Neurodiversidade vira “habilidade” no mercado de inteligência artificial

A startup Enabled Intelligente, sediada no estado da Virgínia, ao sudeste dos EUA, passou a priorizar pessoas neuroatípicas em seus processos seletivos para vagas de inteligência artificial.
Isso porque o negócio, que oferece soluções para agências federais dos EUA, depende do reconhecimento de padrões, resolução de quebra-cabeças e foco profundo – habilidades muitas vezes atribuídas a pessoas no espectro autista, disse o diretor executivo da startup, Peter Kant, à agência Bloomberg.
Kant conta que decidiu iniciar o negócio em 2020, depois de ler sobre um programa israelense que recruta pessoas com autismo para o trabalho de inteligência cibernética. Agora, mais da metade da equipe de 25 pessoas têm ou já tiveram algum diagnóstico de neurodiversidade.
Segundo ele, a startup ajustou suas regras e espaço para acomodar os funcionários. Também dispensou currículos e entrevistas online e flexibilizou os horários do expediente.
Os recém-contratados recebem US$ 20 por hora mais benefícios, conforme as regras trabalhistas norte-americanas. Com o passar do tempo, os funcionários podem receber promoções a cargos com pagamentos mais altos.
A startup oferece o trabalho conhecido como “anotação de dados”, que rotula, treina e testa dados necessários a sistemas de inteligência artificial. O negócio está dando certo: antes, eles dependiam que profissionais da China, Quênia e Malásia fizessem o trabalho.
Mas, como são dados sensíveis e sigilosos e os EUA estão em disputa diplomática e comercial com Pequim, o jeito foi deixar a operação dentro do país. Agora, a empresa espera faturar US$ 2 milhões neste ano e US$ 4 milhões no ano que vem, quando também deve dobrar o número de funcionários.
Demorou
A entrada de pessoas neurodiversas, em especial autistas, no mercado de trabalho sempre esteve cercada de desafios. Quando não se veem nas estatísticas de desemprego, essas pessoas encontram discriminação e espaços de trabalho despreparados.
Mas o grande déficit de profissionais na segurança cibernética e uma mudança na percepção dos ambientes de trabalho, em parte estimulada pela pandemia, pode mudar este quadro – pelo menos nos EUA.
Na Europa, isso já é “notícia velha”. Existem programas de capacitação de talentos neurodiversos já estabelecidos na Dinamarca, Israel, Reino Unido e Austrália. Em agosto, o governo estadual da Austrália Meridional elegeu sua primeira ministra para a causa autista, Emily Bourke.

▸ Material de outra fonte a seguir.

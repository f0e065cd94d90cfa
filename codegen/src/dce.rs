//! A Dead-Code Elimination (DCE) pass.
//!
//! Dead code here means instructions that have no side effects and whose
//! result values are not used by other instructions. Instructions pinned in
//! a block's keeps list are exempt even when all their destinations are
//! dead.

use crate::ir::{Block, Inst, Shader};
use crate::timing;
use basalt_entity::SecondaryMap;
use smallvec::SmallVec;

/// Perform DCE on `sh`. Returns `true` if anything was removed.
pub fn do_dce(sh: &mut Shader) -> bool {
    let _tt = timing::dce();

    // Seed the worklist with everything that must stay: side-effecting
    // instructions, terminators, and keeps.
    let mut live: SecondaryMap<Inst, bool> = SecondaryMap::new();
    let mut worklist: Vec<Inst> = Vec::new();
    let blocks: Vec<Block> = sh.layout.blocks().collect();
    for &block in &blocks {
        for inst in sh.layout.block_insts(block) {
            let opcode = sh.insts[inst].opcode;
            if opcode.has_side_effects() || opcode.is_terminator() {
                live[inst] = true;
                worklist.push(inst);
            }
        }
        for &keep in &sh.blocks[block].keeps {
            if !live[keep] {
                live[keep] = true;
                worklist.push(keep);
            }
        }
    }

    // Propagate backwards through SSA edges and address references. False
    // deps only order instructions; they do not keep their target alive.
    while let Some(inst) = worklist.pop() {
        let srcs: SmallVec<[crate::ir::Reg; 3]> = sh.insts[inst].srcs.clone();
        for src in srcs {
            if let Some(owner) = sh.ssa_def_instr(src) {
                if !live[owner] {
                    live[owner] = true;
                    worklist.push(owner);
                }
            }
        }
        if let Some(addr) = sh.insts[inst].address.expand() {
            let owner = sh.regs[addr].instr.unwrap();
            if !live[owner] {
                live[owner] = true;
                worklist.push(owner);
            }
        }
    }

    // Sweep.
    let mut progress = false;
    for &block in &blocks {
        let insts: Vec<Inst> = sh.layout.block_insts(block).collect();
        for inst in insts {
            if !live[inst] {
                log::trace!("dce: removing {inst}");
                sh.remove_instr(inst);
                progress = true;
            }
        }
    }
    if progress {
        // Dead inputs may have been removed; drop them from the collected
        // lists so later passes don't resurrect them.
        let layout = &sh.layout;
        sh.inputs.retain(|&i| layout.inst_block(i).is_some());
        sh.a0_users.retain(|&i| layout.inst_block(i).is_some());
        sh.a1_users.retain(|&i| layout.inst_block(i).is_some());
    }
    progress
}

#[cfg(test)]
mod tests {
    use super::*;
    use crate::context::GpuInfo;
    use crate::cursor::{Cursor, ShaderCursor};
    use crate::ir::{MemInfo, NumType, Opcode, ShaderStage};

    fn shader() -> Shader {
        Shader::new(GpuInfo::default(), ShaderStage::Fragment)
    }

    #[test]
    fn unused_alu_is_removed() {
        let mut sh = shader();
        let block = sh.create_block();
        let mut cur = ShaderCursor::new(&mut sh).at_bottom(block);
        let x = cur.ins().input(0, false);
        let xd = cur.shader.insts[x].dst();
        let dead = cur.ins().binary(Opcode::AddF, xd, xd);
        let live = cur.ins().binary(Opcode::MulF, xd, xd);
        let ld = cur.shader.insts[live].dst();
        let out = cur.ins().mov(NumType::F32, ld);
        sh.pin_keep(block, out);

        assert!(do_dce(&mut sh));
        assert!(sh.layout.inst_block(dead).is_none());
        assert!(sh.layout.inst_block(live).is_some());
        // The input feeding nothing but the dead add survives through the
        // live mul.
        assert!(sh.layout.inst_block(x).is_some());
    }

    #[test]
    fn transitively_dead_chain_is_removed() {
        let mut sh = shader();
        let block = sh.create_block();
        let mut cur = ShaderCursor::new(&mut sh).at_bottom(block);
        let x = cur.ins().input(0, false);
        let xd = cur.shader.insts[x].dst();
        let a = cur.ins().binary(Opcode::AddF, xd, xd);
        let ad = cur.shader.insts[a].dst();
        let b = cur.ins().binary(Opcode::MulF, ad, ad);
        let _bd = cur.shader.insts[b].dst();

        assert!(do_dce(&mut sh));
        assert!(sh.layout.inst_block(a).is_none());
        assert!(sh.layout.inst_block(b).is_none());
        assert!(sh.layout.inst_block(x).is_none());
        assert!(sh.inputs.is_empty());
    }

    #[test]
    fn stores_and_kills_survive() {
        let mut sh = shader();
        let block = sh.create_block();
        let mut cur = ShaderCursor::new(&mut sh).at_bottom(block);
        let x = cur.ins().input(0, false);
        let xd = cur.shader.insts[x].dst();
        let kill = cur.ins().kill(xd);
        let st = cur.ins().store(
            Opcode::Stg,
            MemInfo {
                typ: NumType::U32,
                dst_offset: 0,
                src_offset: 0,
            },
            &[xd],
        );
        let end = cur.ins().end();

        assert!(!do_dce(&mut sh));
        for inst in [x, kill, st, end] {
            assert!(sh.layout.inst_block(inst).is_some());
        }
    }

    #[test]
    fn keeps_pin_instructions_with_dead_results() {
        let mut sh = shader();
        let block = sh.create_block();
        let mut cur = ShaderCursor::new(&mut sh).at_bottom(block);
        let x = cur.ins().input(0, false);
        let xd = cur.shader.insts[x].dst();
        let pinned = cur.ins().binary(Opcode::AddF, xd, xd);
        sh.pin_keep(block, pinned);

        assert!(!do_dce(&mut sh));
        assert!(sh.layout.inst_block(pinned).is_some());
    }
}
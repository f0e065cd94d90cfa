//! Instruction data.
//!
//! An instruction is an opcode plus ordered destination and source operand
//! lists, instruction-level flags, and a category-specific payload. All
//! operands are `Reg` entities owned by the shader; the lists here hold
//! references only.

use crate::ir::condcodes::CondCode;
use crate::ir::entities::{Block, Inst, Reg};
use crate::ir::types::{NumType, RoundMode};
use crate::ir::Opcode;
use basalt_entity::PackedOption;
use core::fmt;
use rustc_hash::FxHashSet;
use smallvec::SmallVec;

/// Instruction-level flag bits.
#[derive(Clone, Copy, PartialEq, Eq, Hash, Default)]
pub struct InstrFlags {
    bits: u16,
}

impl InstrFlags {
    /// Wait for outstanding SFU/local-memory results before issue.
    pub const SS: Self = Self { bits: 1 << 0 };
    /// Wait for outstanding texture/global-memory results before issue.
    pub const SY: Self = Self { bits: 1 << 1 };
    /// This instruction is a jump target.
    pub const JP: Self = Self { bits: 1 << 2 };
    /// Clamp the float result to [0, 1].
    pub const SAT: Self = Self { bits: 1 << 3 };
    /// Resource index comes from a bindless descriptor.
    pub const BINDLESS: Self = Self { bits: 1 << 4 };
    /// Resource index may diverge across fibers.
    pub const NONUNIFORM: Self = Self { bits: 1 << 5 };
    /// Executes in helper invocations.
    pub const USES_HELPERS: Self = Self { bits: 1 << 6 };
    /// Requires helper invocations to stay alive.
    pub const NEEDS_HELPERS: Self = Self { bits: 1 << 7 };
    /// Transient pass-local marker; meaningless between passes.
    pub const MARK: Self = Self { bits: 1 << 8 };
    /// Invert the branch/kill condition.
    pub const INV_COND: Self = Self { bits: 1 << 9 };
    /// Cat6: 64-bit global addressing.
    pub const GLOBAL: Self = Self { bits: 1 << 10 };
    /// Cat5: 3D texture access.
    pub const TEX_3D: Self = Self { bits: 1 << 11 };
    /// Cat5: array texture access.
    pub const TEX_ARRAY: Self = Self { bits: 1 << 12 };

    /// Empty flag set.
    pub fn new() -> Self {
        Self::default()
    }

    /// Are all bits of `other` set?
    pub fn contains(self, other: Self) -> bool {
        self.bits & other.bits == other.bits
    }

    /// Is any bit of `other` set?
    pub fn intersects(self, other: Self) -> bool {
        self.bits & other.bits != 0
    }

    /// Set all bits of `other`.
    pub fn insert(&mut self, other: Self) {
        self.bits |= other.bits;
    }

    /// Clear all bits of `other`.
    pub fn remove(&mut self, other: Self) {
        self.bits &= !other.bits;
    }

    /// The raw bit pattern, for hashing and compact storage.
    pub fn bits(self) -> u16 {
        self.bits
    }
}

impl core::ops::BitOr for InstrFlags {
    type Output = Self;
    fn bitor(self, rhs: Self) -> Self {
        Self {
            bits: self.bits | rhs.bits,
        }
    }
}

impl fmt::Debug for InstrFlags {
    fn fmt(&self, f: &mut fmt::Formatter) -> fmt::Result {
        static NAMES: [(InstrFlags, &str); 13] = [
            (InstrFlags::SS, "ss"),
            (InstrFlags::SY, "sy"),
            (InstrFlags::JP, "jp"),
            (InstrFlags::SAT, "sat"),
            (InstrFlags::BINDLESS, "bindless"),
            (InstrFlags::NONUNIFORM, "nonuniform"),
            (InstrFlags::USES_HELPERS, "uses_helpers"),
            (InstrFlags::NEEDS_HELPERS, "needs_helpers"),
            (InstrFlags::MARK, "mark"),
            (InstrFlags::INV_COND, "inv"),
            (InstrFlags::GLOBAL, "g"),
            (InstrFlags::TEX_3D, "3d"),
            (InstrFlags::TEX_ARRAY, "a"),
        ];
        let mut first = true;
        for (bit, name) in NAMES {
            if self.contains(bit) {
                if !first {
                    f.write_str("|")?;
                }
                f.write_str(name)?;
                first = false;
            }
        }
        if first {
            f.write_str("(none)")?;
        }
        Ok(())
    }
}

/// Memory side-effect classes, used to refuse reordering across barriers
/// and kills. One read and one write bit per storage class.
#[derive(Clone, Copy, PartialEq, Eq, Hash, Default, Debug)]
pub struct BarrierMask {
    bits: u16,
}

impl BarrierMask {
    /// Fiber-shared scratch reads.
    pub const SHARED_R: Self = Self { bits: 1 << 0 };
    /// Fiber-shared scratch writes.
    pub const SHARED_W: Self = Self { bits: 1 << 1 };
    /// Image reads.
    pub const IMAGE_R: Self = Self { bits: 1 << 2 };
    /// Image writes.
    pub const IMAGE_W: Self = Self { bits: 1 << 3 };
    /// Storage-buffer reads.
    pub const BUFFER_R: Self = Self { bits: 1 << 4 };
    /// Storage-buffer writes.
    pub const BUFFER_W: Self = Self { bits: 1 << 5 };
    /// Register-array reads.
    pub const ARRAY_R: Self = Self { bits: 1 << 6 };
    /// Register-array writes.
    pub const ARRAY_W: Self = Self { bits: 1 << 7 };
    /// Private (per-fiber spill) memory reads.
    pub const PRIVATE_R: Self = Self { bits: 1 << 8 };
    /// Private memory writes.
    pub const PRIVATE_W: Self = Self { bits: 1 << 9 };
    /// Constant-file reads.
    pub const CONST_R: Self = Self { bits: 1 << 10 };
    /// Constant-file writes (preamble only).
    pub const CONST_W: Self = Self { bits: 1 << 11 };
    /// Reads of the active-fiber set.
    pub const ACTIVE_FIBERS_R: Self = Self { bits: 1 << 12 };
    /// Writes of the active-fiber set (kill, demote).
    pub const ACTIVE_FIBERS_W: Self = Self { bits: 1 << 13 };

    /// Empty set.
    pub fn new() -> Self {
        Self::default()
    }

    /// Is any bit of `other` set?
    pub fn intersects(self, other: Self) -> bool {
        self.bits & other.bits != 0
    }

    /// Set all bits of `other`.
    pub fn insert(&mut self, other: Self) {
        self.bits |= other.bits;
    }

    /// No bits set?
    pub fn is_empty(self) -> bool {
        self.bits == 0
    }
}

impl core::ops::BitOr for BarrierMask {
    type Output = Self;
    fn bitor(self, rhs: Self) -> Self {
        Self {
            bits: self.bits | rhs.bits,
        }
    }
}

/// Texture access descriptor for cat5.
#[derive(Clone, Copy, Debug, PartialEq, Eq, Hash, Default)]
pub struct TexInfo {
    /// Texture index (or bindless descriptor slot).
    pub tex: u16,
    /// Sampler index.
    pub samp: u16,
    /// Result type.
    pub typ: Option<NumType>,
}

/// Memory access descriptor for cat6.
#[derive(Clone, Copy, Debug, PartialEq, Eq, Hash)]
pub struct MemInfo {
    /// Access type.
    pub typ: NumType,
    /// Byte offset applied to the destination address.
    pub dst_offset: i32,
    /// Byte offset applied to the source address.
    pub src_offset: i32,
}

/// Category-specific instruction payload.
#[derive(Clone, Debug, PartialEq, Eq, Hash, Default)]
pub enum OpPayload {
    /// No extra data.
    #[default]
    None,
    /// Cat0 branch: the taken target. The fall-through target is the
    /// block's other successor.
    Branch {
        /// Taken target block.
        target: PackedOption<Block>,
    },
    /// Cat1 move/conversion.
    Mov {
        /// Type the source bits are read as.
        src_type: NumType,
        /// Type the destination is written as.
        dst_type: NumType,
        /// Conversion rounding mode.
        round: RoundMode,
    },
    /// Cat2 compare.
    Cmp {
        /// Compare condition.
        cond: CondCode,
    },
    /// Cat3 state.
    Cat3 {
        /// Set once the operand-swap rewrite has run, so it is not retried.
        swapped: bool,
    },
    /// Cat5 texture access.
    Tex(TexInfo),
    /// Cat6 memory access.
    Mem(MemInfo),
    /// Meta phi: block of origin for each source, in source order.
    Phi {
        /// `blocks[i]` is the predecessor contributing source `i`.
        blocks: SmallVec<[Block; 2]>,
    },
    /// Meta split: which component of the source vector to extract.
    Split {
        /// Component index.
        component: u16,
    },
    /// Meta input marker.
    Input {
        /// Driver-assigned input slot.
        sysval: u16,
    },
    /// Meta texture prefetch.
    TexPrefetch {
        /// Texture index.
        tex: u16,
        /// Sampler index.
        samp: u16,
    },
}

/// The data stored for each instruction.
#[derive(Clone, Debug)]
pub struct InstData {
    /// Operation.
    pub opcode: Opcode,
    /// Instruction-level modifiers, including the sync bits the post-RA
    /// scheduler assigns.
    pub flags: InstrFlags,
    /// Destination operands. At most one for everything but meta splits.
    pub dsts: SmallVec<[Reg; 1]>,
    /// Source operands.
    pub srcs: SmallVec<[Reg; 3]>,
    /// Category-specific payload.
    pub payload: OpPayload,
    /// Repeat count: the instruction issues `repeat + 1` times with
    /// stride-1 operand bumping. 0..3.
    pub repeat: u8,
    /// Embedded nop count before issue. 0..5.
    pub nop: u8,
    /// Instruction pointer assigned by `Shader::number_instructions`.
    pub ip: u32,
    /// Creation serial number; strictly increasing, used for deterministic
    /// tie-breaking and repeat-group ordering.
    pub serial: u32,
    /// SSA reference to the `a0`/`a1` definition this instruction depends
    /// on, when any operand is relative-addressed.
    pub address: PackedOption<Reg>,
    /// Next instruction of the repeat group, if grouped.
    pub rpt_next: PackedOption<Inst>,
    /// Ordering-only dependencies that are not value flow (array aliasing,
    /// barrier and kill ordering).
    pub deps: SmallVec<[Inst; 2]>,
    /// Side-effect classes this instruction belongs to.
    pub barrier_class: BarrierMask,
    /// Side-effect classes this instruction must not be reordered across.
    pub barrier_conflict: BarrierMask,
    /// Number of SSA sources referencing this instruction's destinations.
    pub use_count: u32,
    /// The referencing instructions; only valid after
    /// `Shader::find_ssa_uses`.
    pub uses: FxHashSet<Inst>,
}

impl InstData {
    /// A fresh, unlinked instruction with the given opcode.
    pub fn new(opcode: Opcode, serial: u32) -> Self {
        Self {
            opcode,
            flags: InstrFlags::new(),
            dsts: SmallVec::new(),
            srcs: SmallVec::new(),
            payload: OpPayload::None,
            repeat: 0,
            nop: 0,
            ip: 0,
            serial,
            address: None.into(),
            rpt_next: None.into(),
            deps: SmallVec::new(),
            barrier_class: BarrierMask::new(),
            barrier_conflict: BarrierMask::new(),
            use_count: 0,
            uses: FxHashSet::default(),
        }
    }

    /// The single destination, for the common one-destination case.
    pub fn dst(&self) -> Reg {
        debug_assert_eq!(self.dsts.len(), 1);
        self.dsts[0]
    }

    /// Is this a cat1 mov whose source and destination types are equal?
    pub fn is_same_type_mov(&self) -> bool {
        self.opcode == Opcode::Mov
            && matches!(
                self.payload,
                OpPayload::Mov {
                    src_type,
                    dst_type,
                    ..
                } if src_type == dst_type
            )
    }

    /// The branch target, for cat0 branches.
    pub fn branch_target(&self) -> Option<Block> {
        match self.payload {
            OpPayload::Branch { target } => target.expand(),
            _ => None,
        }
    }
}

#[cfg(test)]
mod tests {
    use super::*;

    #[test]
    fn instr_flags() {
        let mut f = InstrFlags::new();
        f.insert(InstrFlags::SS | InstrFlags::JP);
        assert!(f.contains(InstrFlags::SS));
        assert!(!f.contains(InstrFlags::SY));
        f.remove(InstrFlags::SS);
        assert!(!f.intersects(InstrFlags::SS));
        assert!(f.contains(InstrFlags::JP));
    }

    #[test]
    fn barrier_masks() {
        let cls = BarrierMask::SHARED_W | BarrierMask::ACTIVE_FIBERS_R;
        assert!(cls.intersects(BarrierMask::SHARED_W));
        assert!(!cls.intersects(BarrierMask::SHARED_R));
    }

    #[test]
    fn same_type_mov() {
        use crate::ir::types::{NumType, RoundMode};
        let mut i = InstData::new(Opcode::Mov, 0);
        i.payload = OpPayload::Mov {
            src_type: NumType::F32,
            dst_type: NumType::F32,
            round: RoundMode::Zero,
        };
        assert!(i.is_same_type_mov());
        i.payload = OpPayload::Mov {
            src_type: NumType::F16,
            dst_type: NumType::F32,
            round: RoundMode::Zero,
        };
        assert!(!i.is_same_type_mov());
    }
}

Aqui no Brasil, a conscientização ainda dá seus primeiros passos. Não se sabe exatamente quantas pessoas vivem no espectro autista. O que existe são estimativas feitas a partir de dados do CDC, o Centro de Controle e Prevenção de Doenças dos EUA. O órgão estima um caso de autismo a cada 110 pessoas.
Projetando a proporção, seriam quase 2 milhões de brasileiros no espectro. E como não há certeza no número de pessoas, também não há dados certeiros sobre o mercado de trabalho.
Em 1993, a Lei 8.213 estabeleceu vagas para pessoas com deficiência em empresas com mais de 100 funcionários. Desde então até 2019, 8,95% dos 403,9 mil contratados desde 1993 eram pessoas com deficiência mental/intelectual. Outros 44,8% eram pessoas com deficiência física. Para os efeitos legais, pessoas no espectro autista são classificadas como pessoas com deficiência.